Imagine a world where thousands of peer-reviewed journals, books, datasets, and other research output are no longer available online, a world without persistent identifiers, registries, and standards for data exchange, where technical development priorities are not in alignment with community values, and where the creation of standards is not community-driven.
This is a world without open infrastructures. They are not simply “nice to haves” or alternatives to commercial offerings–they are essential tools and services that support research creation and publication designed for the public good.
We need funders of all shapes and sizes to imagine what a world without open infrastructures could look like and, instead, to help create a vibrant ecosystem where open science thrives on open infrastructures. Research findings are accelerated because there is the broadest possible participation in publishing research and access to research output, with robust open infrastructure tools throughout the research lifecycle making this vision possible.
Open Infrastructure: What and Why
Open infrastructures are scholarly communication resources and services provided by non-commercial organisations that enable the scientific and academic community to collect, store, organise, access, share, and assess research.
Open infrastructures aim to provide trustworthy assurances of openness, community accountability, stability, transparency, and reliability. Read more.

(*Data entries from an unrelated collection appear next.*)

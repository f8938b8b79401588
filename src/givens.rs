use ndarray::{s, ArrayBase, ArrayViewMut1, DataMut, Ix2, NdFloat};

/// A Givens Rotation
///
/// Applied to a pair `(x, y)` it produces `(c * x + s * y, c * y - s * x)`, which matches the
/// convention of the BLAS `rot` kernel.
#[derive(Debug, Clone, Copy, PartialEq)]
pub struct GivensRotation<A> {
    c: A,
    s: A,
}

impl<A: NdFloat> GivensRotation<A> {
    pub fn new(c: A, s: A) -> Self {
        Self { c, s }
    }

    pub fn identity() -> Self {
        Self {
            c: A::one(),
            s: A::zero(),
        }
    }

    /// Computes the rotation mapping `(f, g)` onto `(gamma, 0)`, where `gamma = |(f, g)|`.
    ///
    /// Returns the identity and a zero norm if both inputs are zero.
    pub fn from_pair(f: A, g: A) -> (Self, A) {
        let gamma = f.hypot(g);
        if gamma.is_zero() {
            (Self::identity(), gamma)
        } else {
            (
                Self {
                    c: f / gamma,
                    s: g / gamma,
                },
                gamma,
            )
        }
    }

    pub fn c(&self) -> A {
        self.c
    }
    pub fn s(&self) -> A {
        self.s
    }

    /// The inverse Givens rotation
    pub fn inverse(self) -> Self {
        Self {
            c: self.c,
            s: -self.s,
        }
    }

    /// Rotates the scalar pair `(x, y)`.
    pub fn apply(&self, x: A, y: A) -> (A, A) {
        (self.c * x + self.s * y, self.c * y - self.s * x)
    }

    /// Rotates two vectors in-place, elementwise.
    pub fn rotate(&self, mut x: ArrayViewMut1<A>, mut y: ArrayViewMut1<A>) {
        for (a, b) in x.iter_mut().zip(y.iter_mut()) {
            let (ra, rb) = self.apply(*a, *b);
            *a = ra;
            *b = rb;
        }
    }

    /// Rotates columns `i` and `j` of `mat` in-place.
    ///
    /// Panics if `i == j`.
    pub fn rotate_cols<S: DataMut<Elem = A>>(&self, mat: &mut ArrayBase<S, Ix2>, i: usize, j: usize) {
        let (x, y) = mat.multi_slice_mut((s![.., i], s![.., j]));
        self.rotate(x, y);
    }
}

#[cfg(test)]
mod tests {
    use approx::assert_abs_diff_eq;
    use ndarray::array;

    use super::*;

    #[test]
    fn from_pair() {
        let (rot, r) = GivensRotation::from_pair(1.0f64, 2.0);
        assert_abs_diff_eq!(r, 5.0_f64.sqrt());
        assert_abs_diff_eq!(rot.c(), 0.4472136, epsilon = 1e-5);
        assert_abs_diff_eq!(rot.s(), 0.8944272, epsilon = 1e-5);
        let (x, y) = rot.apply(1., 2.);
        assert_abs_diff_eq!(x, r, epsilon = 1e-12);
        assert_abs_diff_eq!(y, 0., epsilon = 1e-12);

        let (rot, r) = GivensRotation::from_pair(0.0f64, 0.);
        assert_eq!(rot, GivensRotation::identity());
        assert_eq!(r, 0.);
    }

    #[test]
    fn rotate_cols() {
        let (rot, _) = GivensRotation::from_pair(3.0f64, -4.0);
        let mat = array![[2., 7., 3.], [4., 1., 5.], [1., 0., 2.]];
        let mut out = mat.clone();
        rot.rotate_cols(&mut out, 0, 2);

        let g = array![[rot.c(), -rot.s()], [rot.s(), rot.c()]];
        let expected = array![[2., 3.], [4., 5.], [1., 2.]].dot(&g);
        assert_abs_diff_eq!(out.column(0), expected.column(0), epsilon = 1e-12);
        assert_abs_diff_eq!(out.column(2), expected.column(1), epsilon = 1e-12);
        assert_abs_diff_eq!(out.column(1), mat.column(1));

        // Rotations are orthogonal, so the inverse undoes them
        rot.inverse().rotate_cols(&mut out, 0, 2);
        assert_abs_diff_eq!(out, mat, epsilon = 1e-12);
    }
}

Why support open infrastructures
Open infrastructures add balance to a system often dominated by commercial actors
Open infrastructures can interoperate, building a network of open information
Open infrastructures are accountable to the community, not to shareholders
Open Infrastructures are more transparent in terms of their finances and governance
Navigating Uncertainty: The Financial Realities of Open Infrastructures
The financial foundation of the open science infrastructure ecosystem could be more stable. These are the tools and services that researchers, students, citizen scientists, and the general public rely on; many are at risk.
Despite being well-managed and highly used, they face financial challenges. As not-for-profit organisations, they do not have access to capital investment funds available to commercial ventures. By their very nature, they need robust ongoing revenue models because they offer data and services for free (or at a very low cost). Also, most of these organisations lack sufficient staff resources to execute marketing campaigns to attract much-needed funding.
Even organisations not at immediate risk can find themselves struggling to fund ongoing maintenance. Unpredictable revenue streams make long-term planning and development uncertain.
A Way Forward
A shift in priorities and practices for all stakeholders is needed to address the widespread financial challenges. Libraries, research funders, public and private funders, and service providers who depend on open infrastructure must collectively fund open infrastructure to ensure a more equitable, interoperable Open Science ecosystem. Infrastructures and their users and advocates need to help raise awareness of the fundamental importance of open infrastructure to learning and research.
From projects to operations
Some research funders are modifying their funding strategies to support open infrastructure. Others, while recognising the need for change, are still determining how to shift to best address the evolving open infrastructure landscape. A disconnect remains between the project-based opportunities that research funders offer and the ongoing operational needs of open infrastructures. We ask funders to make deliberate investments that extend beyond project delivery and focus also on supporting organisations’ operational frameworks.
Invisible infrastructure
Seamless interoperability of open infrastructure can make it “invisible”, so its value is not always immediately acknowledged. For example, the effort to create and maintain persistent identifiers is “invisible” to users who greatly benefit from this essential infrastructure. We need to shed light on all vital open science infrastructures.
Collective responsibility
Raising awareness of the significant costs of developing and maintaining a complex infrastructure is essential. All resourced organisations that benefit from open infrastructure should contribute; otherwise, a few will bear the burden disproportionately for the many. We can all share the responsibility to cultivate a healthy non-profit Open Science/Scholarship ecosystem.
Invest wisely
Open infrastructure represents a viable alternative to purchasing/licensing commercial products or building your own. We must make financial decision-makers aware of the cost savings they realise by using open infrastructure. Investing our scarce resources in open infrastructure means investing in long-term solutions committed to our open, equitable access and preservation values.
SCOSS Call to Action
SCOSS has a unique perspective, given our close work with various global open infrastructures. SCOSS evaluates open infrastructures that require funding and recommends them to potential supporters. The SCOSS Family of 15 infrastructures represents a microcosm of the larger open infrastructure ecosystem. This microcosm includes large established infrastructures alongside those more recently launched. Among the infrastructures in the SCOSS Family are registries, publishing platforms, repositories, and more.
SCOSS has embarked on a strategy to raise awareness of the value of infrastructures by promoting those
essential and at risk. The financial challenges they face are not abstract ideas but ones that we see first-hand. We have raised well over 6 million Euros for open science infrastructure through a proven framework for funding that recognises that supporting solid and sustainable open infrastructure is a shared responsibility. We all need to engage and amplify the following critical message:
Without collective action, we may have to say goodbye to an
open infrastructure ecosystem that all stakeholders (including commercial services) trust and have come to depend upon.
There is no one solution for this wide and varied field of infrastructures, but we can find solutions together by collaborating with all stakeholders.